Diciembre ha entrado despacito, caminando por la alfombra de sus recién estrenadas horas con una calma apabullante (uffffff otra de esas palabras con sabor, “apabullante”, se le llenan a una los ojos de plumas y estrellas al pronunciarla). O así lo percibo yo, que tengo un cerebrito medio infantil y receptivo a las locuras. Diciembre llega a paso lento, sin prisas y con el pecho crecido. Sabe que es el último de la lista y eso le da un aplomo infinito. Él se encarga de cerrar la puerta del año así que se cuelga la llave de la solemnidad y nos deja el invierno y la Navidad en bandeja.
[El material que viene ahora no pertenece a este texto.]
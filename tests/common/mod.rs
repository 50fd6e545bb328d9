#![allow(dead_code)]

use async_trait::async_trait;
use serde_json::{Map, Value};
use std::collections::{HashMap, HashSet};
use std::sync::{Arc, Mutex};

use page_assist::dispatch::{ChangesetPreview, UndoHandle};
use page_assist::error::{AiError, SnapshotError};
use page_assist::guidance::dom::selectors;
use page_assist::guidance::{BuilderDom, ElementRef, OverlayId, OverlayPresenter};
use page_assist::schema::JsonSchemaSource;
use page_assist::services::{
    AiService, AnalysisResult, ChatSurface, GeneratedChanges, MessageKind, ProposedChange,
    RollbackTarget, SnapshotService, ValidationResult,
};
use page_assist::SchemaIndex;

pub const FIXTURE_SCHEMAS: &str = include_str!("../../demos/schemas.json");

pub fn fixture_index() -> Arc<SchemaIndex> {
    let schemas = JsonSchemaSource::parse(FIXTURE_SCHEMAS).expect("fixture schemas parse");
    Arc::new(SchemaIndex::from_raw(schemas))
}

pub fn object(value: Value) -> Map<String, Value> {
    value.as_object().cloned().expect("json object")
}

// ─── Builder UI ──────────────────────────────────────────────────────────────

#[derive(Default)]
pub struct DomState {
    elements: HashMap<String, Vec<ElementRef>>,
    within: HashMap<(ElementRef, String), ElementRef>,
    parents: HashMap<(ElementRef, String), ElementRef>,
    texts: HashMap<ElementRef, String>,
    classes: HashMap<ElementRef, HashSet<String>>,
    /// Selector → number of queries that miss before it appears
    misses: HashMap<String, usize>,
    clicks: Vec<ElementRef>,
    /// Elements whose clicks are swallowed
    dead: HashSet<ElementRef>,
    scrolled: Vec<ElementRef>,
    open_via_bus: bool,
}

#[derive(Default)]
pub struct FakeDom {
    state: Mutex<DomState>,
}

pub const ROOT: ElementRef = ElementRef(0);
pub const SETTINGS_BUTTON: ElementRef = ElementRef(1);
pub const PANEL: ElementRef = ElementRef(2);
pub const TABS: [ElementRef; 3] = [ElementRef(10), ElementRef(11), ElementRef(12)];
pub const TEXT_SECTION: ElementRef = ElementRef(20);
pub const TEXT_SECTION_HEADER: ElementRef = ElementRef(21);
pub const ALIGNMENT_INPUT: ElementRef = ElementRef(30);
pub const ALIGNMENT_GROUP: ElementRef = ElementRef(31);
pub const ALIGNMENT_TOGGLE: ElementRef = ElementRef(32);
pub const PHONE_BUTTON: ElementRef = ElementRef(33);

impl FakeDom {
    pub fn new() -> Self {
        Self::default()
    }

    /// Settings UI of a selected text component, text section collapsed
    pub fn text_settings() -> Self {
        let dom = Self::new();
        dom.add(selectors::SELECTED_SETTINGS_BUTTON, SETTINGS_BUTTON);
        dom.add(selectors::SETTINGS_PANEL, PANEL);
        for tab in TABS {
            dom.add(selectors::TAB_ITEMS, tab);
        }
        dom.add(&selectors::section_by_name("text"), TEXT_SECTION);
        dom.add_class(TEXT_SECTION, selectors::SECTION_CLOSED_CLASS);
        dom.nest(TEXT_SECTION, selectors::SECTION_HEADER, TEXT_SECTION_HEADER);
        dom.add("[data-field-name=\"text_orientation\"]", ALIGNMENT_INPUT);
        dom.parent(ALIGNMENT_INPUT, selectors::FIELD_GROUP, ALIGNMENT_GROUP);
        dom.nest(ALIGNMENT_GROUP, selectors::RESPONSIVE_TOGGLE, ALIGNMENT_TOGGLE);
        dom.add(&selectors::device_button("phone"), PHONE_BUTTON);
        dom
    }

    fn lock(&self) -> std::sync::MutexGuard<'_, DomState> {
        self.state.lock().unwrap()
    }

    pub fn add(&self, selector: &str, element: ElementRef) {
        self.lock().elements.entry(selector.to_string()).or_default().push(element);
    }

    pub fn remove(&self, selector: &str) {
        self.lock().elements.remove(selector);
    }

    pub fn nest(&self, root: ElementRef, selector: &str, element: ElementRef) {
        self.lock().within.insert((root, selector.to_string()), element);
    }

    pub fn parent(&self, element: ElementRef, selector: &str, ancestor: ElementRef) {
        self.lock().parents.insert((element, selector.to_string()), ancestor);
    }

    pub fn set_text(&self, element: ElementRef, text: &str) {
        self.lock().texts.insert(element, text.to_string());
    }

    pub fn appear_after(&self, selector: &str, misses: usize) {
        self.lock().misses.insert(selector.to_string(), misses);
    }

    /// Clicks on `element` are recorded but report failure
    pub fn disable_clicks(&self, element: ElementRef) {
        self.lock().dead.insert(element);
    }

    pub fn open_via_bus(&self) {
        self.lock().open_via_bus = true;
    }

    pub fn classes(&self, element: ElementRef) -> HashSet<String> {
        self.lock().classes.get(&element).cloned().unwrap_or_default()
    }

    pub fn clicks(&self) -> Vec<ElementRef> {
        self.lock().clicks.clone()
    }

    pub fn scrolled(&self) -> Vec<ElementRef> {
        self.lock().scrolled.clone()
    }
}

impl BuilderDom for FakeDom {
    fn query(&self, selector: &str) -> Option<ElementRef> {
        self.query_all(selector).into_iter().next()
    }

    fn query_all(&self, selector: &str) -> Vec<ElementRef> {
        let mut state = self.lock();
        if let Some(misses) = state.misses.get_mut(selector) {
            if *misses > 0 {
                *misses -= 1;
                return Vec::new();
            }
        }
        state.elements.get(selector).cloned().unwrap_or_default()
    }

    fn query_within(&self, root: ElementRef, selector: &str) -> Option<ElementRef> {
        self.lock().within.get(&(root, selector.to_string())).copied()
    }

    fn closest(&self, element: ElementRef, selector: &str) -> Option<ElementRef> {
        self.lock().parents.get(&(element, selector.to_string())).copied()
    }

    fn text(&self, element: ElementRef) -> String {
        self.lock().texts.get(&element).cloned().unwrap_or_default()
    }

    fn has_class(&self, element: ElementRef, class: &str) -> bool {
        self.lock().classes.get(&element).is_some_and(|c| c.contains(class))
    }

    fn add_class(&self, element: ElementRef, class: &str) {
        self.lock().classes.entry(element).or_default().insert(class.to_string());
    }

    fn remove_class(&self, element: ElementRef, class: &str) {
        if let Some(classes) = self.lock().classes.get_mut(&element) {
            classes.remove(class);
        }
    }

    fn click(&self, element: ElementRef) -> bool {
        let mut state = self.lock();
        state.clicks.push(element);
        !state.dead.contains(&element)
    }

    fn scroll_into_view(&self, element: ElementRef) {
        self.lock().scrolled.push(element);
    }

    fn document_root(&self) -> ElementRef {
        ROOT
    }

    fn trigger_open_settings(&self) -> bool {
        self.lock().open_via_bus
    }
}

#[derive(Debug, Clone, PartialEq)]
pub struct ShownTooltip {
    pub id: OverlayId,
    pub anchor: ElementRef,
    pub title: String,
    pub body: String,
}

#[derive(Default)]
pub struct FakeOverlay {
    next: Mutex<u64>,
    visible: Mutex<Vec<ShownTooltip>>,
    shown: Mutex<Vec<ShownTooltip>>,
}

impl FakeOverlay {
    pub fn visible(&self) -> Vec<ShownTooltip> {
        self.visible.lock().unwrap().clone()
    }

    /// Every tooltip ever shown
    pub fn shown(&self) -> Vec<ShownTooltip> {
        self.shown.lock().unwrap().clone()
    }
}

impl OverlayPresenter for FakeOverlay {
    fn show_tooltip(&self, anchor: ElementRef, title: &str, body: &str) -> OverlayId {
        let mut next = self.next.lock().unwrap();
        *next += 1;
        let tip = ShownTooltip {
            id: OverlayId(*next),
            anchor,
            title: title.to_string(),
            body: body.to_string(),
        };
        self.visible.lock().unwrap().push(tip.clone());
        self.shown.lock().unwrap().push(tip.clone());
        tip.id
    }

    fn dismiss(&self, id: OverlayId) {
        self.visible.lock().unwrap().retain(|t| t.id != id);
    }

    fn dismiss_all(&self) {
        self.visible.lock().unwrap().clear();
    }
}

// ─── Chat ────────────────────────────────────────────────────────────────────

pub struct RecordingChat {
    pub messages: Mutex<Vec<(String, MessageKind)>>,
    pub typing: Mutex<Vec<bool>>,
    pub undo: Mutex<Option<UndoHandle>>,
    pub previews: Mutex<Vec<ChangesetPreview>>,
    accept: bool,
}

impl RecordingChat {
    pub fn accepting() -> Self {
        Self::new(true)
    }

    pub fn declining() -> Self {
        Self::new(false)
    }

    fn new(accept: bool) -> Self {
        Self {
            messages: Mutex::new(Vec::new()),
            typing: Mutex::new(Vec::new()),
            undo: Mutex::new(None),
            previews: Mutex::new(Vec::new()),
            accept,
        }
    }

    pub fn messages(&self) -> Vec<(String, MessageKind)> {
        self.messages.lock().unwrap().clone()
    }

    pub fn last_message(&self) -> (String, MessageKind) {
        self.messages().last().cloned().expect("a chat message")
    }

    pub fn undo_handle(&self) -> Option<UndoHandle> {
        self.undo.lock().unwrap().clone()
    }
}

#[async_trait]
impl ChatSurface for RecordingChat {
    fn add_message(&self, text: &str, kind: MessageKind) {
        self.messages.lock().unwrap().push((text.to_string(), kind));
    }

    fn show_typing(&self) {
        self.typing.lock().unwrap().push(true);
    }

    fn remove_typing(&self) {
        self.typing.lock().unwrap().push(false);
    }

    fn append_undo_button(&self, undo: UndoHandle) {
        *self.undo.lock().unwrap() = Some(undo);
    }

    async fn confirm_changeset(&self, preview: &ChangesetPreview) -> bool {
        self.previews.lock().unwrap().push(preview.clone());
        self.accept
    }
}

// ─── AI ──────────────────────────────────────────────────────────────────────

pub struct ScriptedAi {
    analyze: Result<AnalysisResult, AiError>,
    generate: Result<GeneratedChanges, AiError>,
    validate: Result<ValidationResult, AiError>,
    pub calls: Mutex<Vec<&'static str>>,
}

impl ScriptedAi {
    /// Proposes the given changes and validates them
    pub fn proposing(changes: Vec<(&str, Value)>) -> Self {
        Self {
            analyze: Ok(AnalysisResult(serde_json::json!({"intent": "rewrite"}))),
            generate: Ok(GeneratedChanges {
                changes: changes
                    .into_iter()
                    .map(|(field, new_value)| ProposedChange { field: field.to_string(), new_value, label: None })
                    .collect(),
                summary: Some("Rewrote the copy".to_string()),
            }),
            validate: Ok(ValidationResult { valid: true, errors: Vec::new() }),
            calls: Mutex::new(Vec::new()),
        }
    }

    pub fn failing_analyze(code: &str) -> Self {
        let mut ai = Self::proposing(vec![]);
        ai.analyze = Err(AiError::from_code(code, "rejected"));
        ai
    }

    pub fn failing_generate(detail: &str) -> Self {
        let mut ai = Self::proposing(vec![]);
        ai.generate = Err(AiError::Failed(detail.to_string()));
        ai
    }

    pub fn with_validation(mut self, validate: Result<ValidationResult, AiError>) -> Self {
        self.validate = validate;
        self
    }

    pub fn calls(&self) -> Vec<&'static str> {
        self.calls.lock().unwrap().clone()
    }
}

#[async_trait]
impl AiService for ScriptedAi {
    async fn analyze(&self, _: &str, _: &str, _: &Map<String, Value>) -> Result<AnalysisResult, AiError> {
        self.calls.lock().unwrap().push("analyze");
        self.analyze.clone()
    }

    async fn generate(
        &self,
        _: &AnalysisResult,
        _: &str,
        _: &Map<String, Value>,
    ) -> Result<GeneratedChanges, AiError> {
        self.calls.lock().unwrap().push("generate");
        self.generate.clone()
    }

    async fn validate_changeset(&self, _: &str, _: &[ProposedChange]) -> Result<ValidationResult, AiError> {
        self.calls.lock().unwrap().push("validate");
        self.validate.clone()
    }
}

// ─── Snapshots ───────────────────────────────────────────────────────────────

/// Snapshot store that is always unavailable
pub struct BrokenSnapshots;

#[async_trait]
impl SnapshotService for BrokenSnapshots {
    async fn save_snapshot(&self, _: &str, _: &str, _: &Map<String, Value>, _: &str) -> Result<String, SnapshotError> {
        Err(SnapshotError::Storage("disk full".to_string()))
    }

    async fn rollback(&self, target: &RollbackTarget) -> Result<Map<String, Value>, SnapshotError> {
        Err(SnapshotError::NotFound(format!("{:?}", target)))
    }
}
Cómo no va a gustarme Diciembre? si la tradición Navideña (no soy creyente) me arrima a la calidez, a la magia, a la ilusión de mis hijos que, aunque creciditos, se han empapado de mi irracional ilusión por estos días y la irradian a destajo. Bueno, el pequeño más que el mayor, claro. La adolescencia es una cueva con muy poca ventilación y dónde la fugaz infancia queda relegada a un felpudo de medidas microscópicas. Así debe ser, me digo.

Diciembre entra en casa entelando los cristales y ensanchándome la sonrisa. Pienso devorarte, le proclamo con la frente alta, sin ápice de compasión. Y él, sin inmutarse un pelo, se acomoda sonriente en su trono y de un pestañeo enciende todas las luces del sol.